__What to do__. Copy all lines in the material holding the string "warn".
━━━━━━
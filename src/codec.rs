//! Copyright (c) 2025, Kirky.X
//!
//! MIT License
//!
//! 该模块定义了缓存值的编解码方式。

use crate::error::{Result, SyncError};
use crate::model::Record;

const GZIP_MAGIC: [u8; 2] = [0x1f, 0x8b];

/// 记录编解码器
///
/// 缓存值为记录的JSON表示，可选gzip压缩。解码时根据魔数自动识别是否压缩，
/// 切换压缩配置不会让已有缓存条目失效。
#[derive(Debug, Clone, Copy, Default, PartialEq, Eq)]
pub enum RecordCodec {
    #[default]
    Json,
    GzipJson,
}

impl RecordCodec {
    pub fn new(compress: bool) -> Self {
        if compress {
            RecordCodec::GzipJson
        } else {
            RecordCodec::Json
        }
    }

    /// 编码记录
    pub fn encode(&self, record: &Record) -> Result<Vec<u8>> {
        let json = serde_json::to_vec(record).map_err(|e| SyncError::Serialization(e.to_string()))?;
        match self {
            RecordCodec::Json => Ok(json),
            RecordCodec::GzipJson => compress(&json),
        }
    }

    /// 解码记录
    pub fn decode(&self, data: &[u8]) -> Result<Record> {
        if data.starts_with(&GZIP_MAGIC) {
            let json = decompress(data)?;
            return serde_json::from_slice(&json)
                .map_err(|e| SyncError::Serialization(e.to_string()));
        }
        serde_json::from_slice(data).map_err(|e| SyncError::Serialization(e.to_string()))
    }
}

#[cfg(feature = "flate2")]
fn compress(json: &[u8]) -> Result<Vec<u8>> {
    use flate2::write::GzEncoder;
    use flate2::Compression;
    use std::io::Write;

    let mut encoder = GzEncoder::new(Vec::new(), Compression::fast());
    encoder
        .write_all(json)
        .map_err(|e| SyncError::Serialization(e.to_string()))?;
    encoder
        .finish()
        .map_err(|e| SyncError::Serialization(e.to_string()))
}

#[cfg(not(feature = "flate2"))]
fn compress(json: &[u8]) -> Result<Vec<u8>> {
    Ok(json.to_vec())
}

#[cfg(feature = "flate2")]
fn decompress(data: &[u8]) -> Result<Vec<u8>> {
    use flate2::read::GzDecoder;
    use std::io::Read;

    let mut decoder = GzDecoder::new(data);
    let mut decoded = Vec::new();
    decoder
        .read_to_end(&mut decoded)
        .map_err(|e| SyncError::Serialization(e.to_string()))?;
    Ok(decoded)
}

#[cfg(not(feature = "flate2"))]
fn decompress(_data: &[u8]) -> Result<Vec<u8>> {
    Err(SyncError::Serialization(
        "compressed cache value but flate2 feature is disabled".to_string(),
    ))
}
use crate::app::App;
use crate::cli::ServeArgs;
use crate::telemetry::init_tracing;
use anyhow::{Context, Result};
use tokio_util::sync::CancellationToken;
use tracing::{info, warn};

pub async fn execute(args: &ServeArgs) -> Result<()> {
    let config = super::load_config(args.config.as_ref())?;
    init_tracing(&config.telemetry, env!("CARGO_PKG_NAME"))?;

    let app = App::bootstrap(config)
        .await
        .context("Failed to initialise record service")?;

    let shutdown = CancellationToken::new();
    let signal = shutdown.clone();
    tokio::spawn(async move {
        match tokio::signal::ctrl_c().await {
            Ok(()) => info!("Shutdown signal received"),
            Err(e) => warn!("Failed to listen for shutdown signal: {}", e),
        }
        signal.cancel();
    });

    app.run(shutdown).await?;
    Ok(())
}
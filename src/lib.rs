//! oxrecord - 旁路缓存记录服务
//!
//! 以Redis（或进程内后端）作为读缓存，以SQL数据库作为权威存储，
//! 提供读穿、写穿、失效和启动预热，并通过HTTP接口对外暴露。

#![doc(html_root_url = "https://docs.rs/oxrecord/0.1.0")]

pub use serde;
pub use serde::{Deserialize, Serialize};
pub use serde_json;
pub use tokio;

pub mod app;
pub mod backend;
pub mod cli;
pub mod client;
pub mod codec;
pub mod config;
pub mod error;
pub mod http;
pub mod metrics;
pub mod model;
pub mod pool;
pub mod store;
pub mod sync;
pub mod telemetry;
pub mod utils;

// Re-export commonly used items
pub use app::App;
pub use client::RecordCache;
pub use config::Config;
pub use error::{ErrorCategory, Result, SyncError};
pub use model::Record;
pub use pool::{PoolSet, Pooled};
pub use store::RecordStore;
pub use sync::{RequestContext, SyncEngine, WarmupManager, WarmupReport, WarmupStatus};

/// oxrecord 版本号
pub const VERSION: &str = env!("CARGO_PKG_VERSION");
━━━━━━
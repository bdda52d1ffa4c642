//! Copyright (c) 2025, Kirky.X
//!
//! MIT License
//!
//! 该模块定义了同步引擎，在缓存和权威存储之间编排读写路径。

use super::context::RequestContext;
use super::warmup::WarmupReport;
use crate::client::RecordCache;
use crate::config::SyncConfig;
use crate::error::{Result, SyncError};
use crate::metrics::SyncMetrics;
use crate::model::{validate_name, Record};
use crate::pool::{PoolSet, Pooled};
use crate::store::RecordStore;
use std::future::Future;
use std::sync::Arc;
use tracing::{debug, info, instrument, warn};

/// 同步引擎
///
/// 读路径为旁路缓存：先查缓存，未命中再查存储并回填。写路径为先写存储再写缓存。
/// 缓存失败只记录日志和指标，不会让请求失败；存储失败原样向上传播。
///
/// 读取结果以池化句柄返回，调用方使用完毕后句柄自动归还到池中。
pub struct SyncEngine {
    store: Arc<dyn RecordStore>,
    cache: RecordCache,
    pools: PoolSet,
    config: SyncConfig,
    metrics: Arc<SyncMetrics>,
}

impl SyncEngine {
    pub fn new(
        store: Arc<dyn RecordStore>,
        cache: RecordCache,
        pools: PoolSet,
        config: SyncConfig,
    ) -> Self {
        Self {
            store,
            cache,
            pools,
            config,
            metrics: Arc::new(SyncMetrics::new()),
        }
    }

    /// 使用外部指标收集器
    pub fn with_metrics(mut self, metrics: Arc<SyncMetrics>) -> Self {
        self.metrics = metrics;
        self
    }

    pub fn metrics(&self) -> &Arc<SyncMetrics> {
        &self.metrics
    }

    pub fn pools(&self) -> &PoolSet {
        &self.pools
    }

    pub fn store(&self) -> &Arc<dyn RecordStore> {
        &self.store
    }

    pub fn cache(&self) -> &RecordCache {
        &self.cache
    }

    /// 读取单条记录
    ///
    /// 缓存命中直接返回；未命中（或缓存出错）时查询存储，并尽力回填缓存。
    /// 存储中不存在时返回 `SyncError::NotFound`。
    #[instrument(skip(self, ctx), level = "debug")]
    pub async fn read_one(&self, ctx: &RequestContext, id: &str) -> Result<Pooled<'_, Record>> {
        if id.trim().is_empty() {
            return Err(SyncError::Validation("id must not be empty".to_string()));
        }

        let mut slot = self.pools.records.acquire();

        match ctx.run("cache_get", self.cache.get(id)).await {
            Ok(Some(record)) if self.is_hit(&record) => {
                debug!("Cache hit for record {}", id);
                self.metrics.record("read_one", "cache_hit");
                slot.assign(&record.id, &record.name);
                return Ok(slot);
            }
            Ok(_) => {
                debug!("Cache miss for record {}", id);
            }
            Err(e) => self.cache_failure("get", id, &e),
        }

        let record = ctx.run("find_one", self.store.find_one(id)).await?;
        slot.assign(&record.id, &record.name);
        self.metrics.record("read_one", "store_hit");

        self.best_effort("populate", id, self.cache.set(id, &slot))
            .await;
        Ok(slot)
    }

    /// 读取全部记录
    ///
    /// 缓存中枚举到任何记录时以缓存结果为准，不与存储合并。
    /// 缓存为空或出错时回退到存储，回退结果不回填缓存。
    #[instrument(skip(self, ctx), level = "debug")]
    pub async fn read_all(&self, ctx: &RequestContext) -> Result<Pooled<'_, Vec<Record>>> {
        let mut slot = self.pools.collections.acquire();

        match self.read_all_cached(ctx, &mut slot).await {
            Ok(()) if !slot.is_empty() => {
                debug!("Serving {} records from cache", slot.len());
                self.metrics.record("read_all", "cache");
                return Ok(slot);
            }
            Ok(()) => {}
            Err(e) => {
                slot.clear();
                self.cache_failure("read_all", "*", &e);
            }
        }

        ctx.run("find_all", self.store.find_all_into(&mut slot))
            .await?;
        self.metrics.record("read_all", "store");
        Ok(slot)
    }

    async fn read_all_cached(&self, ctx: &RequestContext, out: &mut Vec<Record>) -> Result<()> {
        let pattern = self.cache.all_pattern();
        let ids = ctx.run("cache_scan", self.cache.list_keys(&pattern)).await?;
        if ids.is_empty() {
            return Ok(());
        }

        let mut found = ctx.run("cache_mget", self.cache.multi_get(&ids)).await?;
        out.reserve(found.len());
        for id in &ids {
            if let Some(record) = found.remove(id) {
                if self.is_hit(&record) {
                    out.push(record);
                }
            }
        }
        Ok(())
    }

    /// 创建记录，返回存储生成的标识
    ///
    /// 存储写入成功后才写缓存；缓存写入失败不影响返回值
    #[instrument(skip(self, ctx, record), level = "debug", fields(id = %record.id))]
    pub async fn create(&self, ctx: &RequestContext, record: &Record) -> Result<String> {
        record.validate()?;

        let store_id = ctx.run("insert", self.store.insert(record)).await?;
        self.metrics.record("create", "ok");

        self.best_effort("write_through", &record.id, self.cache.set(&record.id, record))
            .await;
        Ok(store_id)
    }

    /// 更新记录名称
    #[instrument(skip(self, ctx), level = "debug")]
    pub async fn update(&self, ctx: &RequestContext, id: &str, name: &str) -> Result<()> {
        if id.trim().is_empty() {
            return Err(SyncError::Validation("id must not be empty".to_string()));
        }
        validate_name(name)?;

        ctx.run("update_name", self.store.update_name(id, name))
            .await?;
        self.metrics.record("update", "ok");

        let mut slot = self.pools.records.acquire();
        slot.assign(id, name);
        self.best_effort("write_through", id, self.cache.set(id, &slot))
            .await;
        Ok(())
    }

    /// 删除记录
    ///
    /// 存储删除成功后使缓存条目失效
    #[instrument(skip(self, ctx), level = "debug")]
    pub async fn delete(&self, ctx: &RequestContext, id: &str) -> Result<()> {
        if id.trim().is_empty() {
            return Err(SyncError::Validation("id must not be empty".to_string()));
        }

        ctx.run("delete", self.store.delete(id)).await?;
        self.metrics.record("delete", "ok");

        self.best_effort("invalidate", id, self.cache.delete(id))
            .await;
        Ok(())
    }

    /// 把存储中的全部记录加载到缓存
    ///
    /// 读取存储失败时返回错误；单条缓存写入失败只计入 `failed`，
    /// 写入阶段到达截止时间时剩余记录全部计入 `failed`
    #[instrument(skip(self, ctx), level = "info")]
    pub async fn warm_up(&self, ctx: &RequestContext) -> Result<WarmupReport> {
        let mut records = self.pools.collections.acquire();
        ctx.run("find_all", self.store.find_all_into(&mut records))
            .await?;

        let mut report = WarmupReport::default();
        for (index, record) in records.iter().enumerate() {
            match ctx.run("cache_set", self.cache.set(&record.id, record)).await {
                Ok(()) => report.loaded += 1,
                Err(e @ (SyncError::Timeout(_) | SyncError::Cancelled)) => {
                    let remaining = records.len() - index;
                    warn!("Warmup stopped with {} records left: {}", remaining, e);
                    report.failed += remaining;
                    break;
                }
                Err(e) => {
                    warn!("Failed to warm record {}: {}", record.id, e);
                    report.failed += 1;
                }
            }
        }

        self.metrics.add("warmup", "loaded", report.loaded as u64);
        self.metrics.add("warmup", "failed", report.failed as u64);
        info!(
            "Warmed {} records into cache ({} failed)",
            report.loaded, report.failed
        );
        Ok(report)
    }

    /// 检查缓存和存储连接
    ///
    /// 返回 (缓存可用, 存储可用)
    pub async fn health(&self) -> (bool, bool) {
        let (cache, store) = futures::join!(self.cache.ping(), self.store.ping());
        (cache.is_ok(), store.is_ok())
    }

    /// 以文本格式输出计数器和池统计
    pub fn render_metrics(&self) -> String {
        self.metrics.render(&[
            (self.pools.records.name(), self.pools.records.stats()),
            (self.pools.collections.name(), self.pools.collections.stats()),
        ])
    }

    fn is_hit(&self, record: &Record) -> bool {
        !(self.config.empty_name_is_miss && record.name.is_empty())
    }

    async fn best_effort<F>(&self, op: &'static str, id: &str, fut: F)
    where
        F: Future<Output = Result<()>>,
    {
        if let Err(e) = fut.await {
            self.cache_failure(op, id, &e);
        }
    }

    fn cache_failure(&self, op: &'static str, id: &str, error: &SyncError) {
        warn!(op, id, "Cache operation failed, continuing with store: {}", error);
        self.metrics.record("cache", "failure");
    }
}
━━━━━━
__Response to this task__.
use tracing::{info, warn};
            Err(e) => warn!("Failed to listen for shutdown signal: {}", e),
use tracing::{debug, info, instrument, warn};
                    warn!("Warmup stopped with {} records left: {}", remaining, e);
                    warn!("Failed to warm record {}: {}", record.id, e);
        warn!(op, id, "Cache operation failed, continuing with store: {}", error);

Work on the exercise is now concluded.